Stored data entries

▼▼▼

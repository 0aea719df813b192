//! Interactive new-service form.

use super::services::StartOptions;
use super::tools::tool_for_method;
use crate::client::ApiClient;
use crossterm::style::Stylize;
use dialoguer::{theme::ColorfulTheme, Confirm, Input, Select};
use natter_console_core::{
    build_args, BasicOptions, CommandMode, Group, DEFAULT_FORWARD_METHOD, FORWARD_METHODS,
};

/// Walk the user through the form. `Ok(None)` means they backed out.
///
/// `prefill` comes from a template; it opens the form in advanced mode.
pub async fn prompt_start_options(
    client: &ApiClient,
    prefill: Option<CommandMode>,
    groups: &[Group],
) -> anyhow::Result<Option<StartOptions>> {
    let theme = ColorfulTheme::default();

    println!();
    println!(
        "{}",
        "╔══════════════════════════════════════════════════════════════╗".dark_cyan()
    );
    println!(
        "{}",
        "║                  🚀 START A NEW NATTER SERVICE               ║".dark_cyan()
    );
    println!(
        "{}",
        "╚══════════════════════════════════════════════════════════════╝".dark_cyan()
    );

    let mode = prompt_mode(&theme, prefill)?;
    if let CommandMode::Basic(opts) = &mode {
        ensure_forward_tool(&theme, client, &opts.forward_method).await?;
    }
    let (auto_restart, remark, group_id) = prompt_service_options(&theme, groups)?;

    let opts = StartOptions {
        mode,
        auto_restart,
        remark,
        group_id,
    };
    if !preview_and_confirm(&theme, &opts)? {
        println!("  {} Cancelled.", "✗".red());
        return Ok(None);
    }
    Ok(Some(opts))
}

fn prompt_mode(theme: &ColorfulTheme, prefill: Option<CommandMode>) -> anyhow::Result<CommandMode> {
    print_step(1, "Command");
    let (default_idx, basic_prefill, initial, preset) = match prefill {
        Some(CommandMode::Basic(opts)) => (0, opts, String::new(), None),
        Some(CommandMode::Advanced(text)) => (1, BasicOptions::default(), text, None),
        Some(CommandMode::Preset(args)) => (1, BasicOptions::default(), args.join(" "), Some(args)),
        None => (0, BasicOptions::default(), String::new(), None),
    };

    let idx = Select::with_theme(theme)
        .with_prompt("How do you want to describe the service?")
        .items(&["Basic form", "Advanced (raw natter arguments)"])
        .default(default_idx)
        .interact()?;

    if idx == 1 {
        let text: String = Input::with_theme(theme)
            .with_prompt("natter.py arguments")
            .with_initial_text(initial.clone())
            .allow_empty(true)
            .interact_text()?;
        return Ok(keep_preset(preset, &initial, text));
    }
    Ok(CommandMode::Basic(prompt_basic(theme, basic_prefill)?))
}

/// Unedited template arguments keep their original tokens.
fn keep_preset(preset: Option<Vec<String>>, initial: &str, text: String) -> CommandMode {
    match preset {
        Some(args) if text == initial => CommandMode::Preset(args),
        _ => CommandMode::Advanced(text),
    }
}

fn input(theme: &ColorfulTheme, prompt: &str, initial: &str) -> anyhow::Result<String> {
    Ok(Input::with_theme(theme)
        .with_prompt(prompt)
        .with_initial_text(initial)
        .allow_empty(true)
        .interact_text()?)
}

fn yes_no(theme: &ColorfulTheme, prompt: &str, default: bool) -> anyhow::Result<bool> {
    Ok(Confirm::with_theme(theme)
        .with_prompt(prompt)
        .default(default)
        .interact()?)
}

fn prompt_basic(theme: &ColorfulTheme, prefill: BasicOptions) -> anyhow::Result<BasicOptions> {
    print_step(2, "Target");
    let mut opts = prefill;
    opts.target_ip = input(theme, "Target IP (empty: this host)", &opts.target_ip)?;
    opts.target_port = input(theme, "Target port (required)", &opts.target_port)?;
    opts.udp = yes_no(theme, "UDP mode?", opts.udp)?;

    let current = if opts.forward_method.is_empty() {
        DEFAULT_FORWARD_METHOD
    } else {
        opts.forward_method.as_str()
    };
    let default_idx = FORWARD_METHODS
        .iter()
        .position(|m| *m == current)
        .unwrap_or(0);
    let idx = Select::with_theme(theme)
        .with_prompt("Forward method")
        .items(FORWARD_METHODS)
        .default(default_idx)
        .interact()?;
    opts.forward_method = FORWARD_METHODS[idx].to_string();

    print_step(3, "Advanced options");
    if !yes_no(theme, "Configure binding, STUN and keep-alive?", false)? {
        return Ok(opts);
    }
    opts.bind_interface = input(theme, "Bind interface", &opts.bind_interface)?;
    opts.bind_port = input(theme, "Bind port", &opts.bind_port)?;
    opts.upnp = yes_no(theme, "Enable UPnP?", opts.upnp)?;
    opts.stun_server = input(theme, "STUN server", &opts.stun_server)?;
    opts.keepalive_server = input(theme, "Keep-alive server", &opts.keepalive_server)?;
    opts.keepalive_interval = input(theme, "Keep-alive interval (s)", &opts.keepalive_interval)?;
    opts.notify_script = input(theme, "Notification script", &opts.notify_script)?;
    opts.retry = yes_no(theme, "Retry until the port is open?", opts.retry)?;
    opts.quit_on_change = yes_no(theme, "Quit when the mapping changes?", opts.quit_on_change)?;
    Ok(opts)
}

/// socat and gost forwarding need the helper installed on the backend host.
async fn ensure_forward_tool(
    theme: &ColorfulTheme,
    client: &ApiClient,
    method: &str,
) -> anyhow::Result<()> {
    let Some(tool) = tool_for_method(method) else {
        return Ok(());
    };
    let check = match client.check_tool(tool).await {
        Ok(check) => check,
        Err(e) => {
            tracing::warn!("tool check for {} failed: {}", tool, e);
            return Ok(());
        }
    };
    if check.installed {
        return Ok(());
    }
    println!("  {} {} is not installed on the backend host", "⚠".yellow(), tool);
    if yes_no(theme, &format!("Install {} now?", tool), true)? {
        match client.install_tool(tool).await {
            Ok(_) => println!("  {} {} installed", "✓".green(), tool),
            Err(e) => println!("  {} {}", "✗".red(), e),
        }
    }
    Ok(())
}

fn prompt_service_options(
    theme: &ColorfulTheme,
    groups: &[Group],
) -> anyhow::Result<(bool, Option<String>, Option<String>)> {
    print_step(4, "Service options");
    let auto_restart = yes_no(theme, "Restart automatically when it exits?", false)?;
    let remark = input(theme, "Remark", "")?;

    let group_id = if groups.is_empty() {
        None
    } else {
        let mut items = vec!["Default group".to_string()];
        items.extend(groups.iter().map(|g| g.name.clone()));
        let idx = Select::with_theme(theme)
            .with_prompt("Group")
            .items(&items)
            .default(0)
            .interact()?;
        idx.checked_sub(1).map(|i| groups[i].id.clone())
    };
    Ok((auto_restart, Some(remark), group_id))
}

fn preview_and_confirm(theme: &ColorfulTheme, opts: &StartOptions) -> anyhow::Result<bool> {
    println!();
    println!("  {}", "📋 PREVIEW".dark_cyan().bold());
    println!("  {}", "─".repeat(50).dark_grey());
    match build_args(&opts.mode) {
        Ok(args) => println!(
            "  {} {}",
            "Command:".dark_grey(),
            format!("natter.py {}", args.join(" ")).yellow()
        ),
        // The start request reports the validation error itself.
        Err(e) => println!("  {} {}", "✗".red(), e),
    }
    println!(
        "  {} {}",
        "Auto restart:".dark_grey(),
        if opts.auto_restart { "Yes" } else { "No" }
    );
    if let Some(remark) = opts.remark.as_deref().filter(|r| !r.trim().is_empty()) {
        println!("  {} {}", "Remark:".dark_grey(), remark);
    }
    println!();
    yes_no(theme, "Start this service?", true)
}

fn print_step(num: u8, title: &str) {
    println!();
    println!(
        "  {} {} {}",
        format!("STEP {}", num).dark_cyan().bold(),
        "│".dark_grey(),
        title.white().bold()
    );
    println!("  {}", "─".repeat(50).dark_grey());
}

#[cfg(test)]
mod tests {
    use super::*;

    #[test]
    fn unedited_template_keeps_its_tokens() {
        let preset = vec!["-e".to_string(), "/opt/my hooks/run.sh".to_string()];
        let initial = preset.join(" ");
        assert_eq!(
            keep_preset(Some(preset.clone()), &initial, initial.clone()),
            CommandMode::Preset(preset.clone())
        );
        assert_eq!(
            keep_preset(Some(preset), &initial, "-p 80".into()),
            CommandMode::Advanced("-p 80".into())
        );
        assert_eq!(
            keep_preset(None, "-p 80", "-p 80".into()),
            CommandMode::Advanced("-p 80".into())
        );
    }
}
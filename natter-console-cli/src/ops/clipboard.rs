//! Clipboard writes through the terminal (OSC 52).

use base64::engine::general_purpose::STANDARD;
use base64::Engine as _;
use std::io::Write;

/// Escape sequence asking the terminal to place `text` on the clipboard.
pub fn osc52_sequence(text: &str) -> String {
    format!("\x1b]52;c;{}\x07", STANDARD.encode(text))
}

/// Emit the sequence on stdout. Terminals without OSC 52 ignore it.
pub fn copy_to_clipboard(text: &str) -> anyhow::Result<()> {
    let mut stdout = std::io::stdout();
    stdout.write_all(osc52_sequence(text).as_bytes())?;
    stdout.flush()?;
    Ok(())
}

#[cfg(test)]
mod tests {
    use super::*;

    #[test]
    fn sequence_wraps_base64_payload() {
        assert_eq!(
            osc52_sequence("1.2.3.4:5678"),
            "\x1b]52;c;MS4yLjMuNDo1Njc4\x07"
        );
    }
}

▲▲▲

» EXERCISE:
Return every line from the entries that holds the string "this".

» OUTPUT OF THE TASK:
    opts.target_ip = input(theme, "Target IP (empty: this host)", &opts.target_ip)?;
    yes_no(theme, "Start this service?", true)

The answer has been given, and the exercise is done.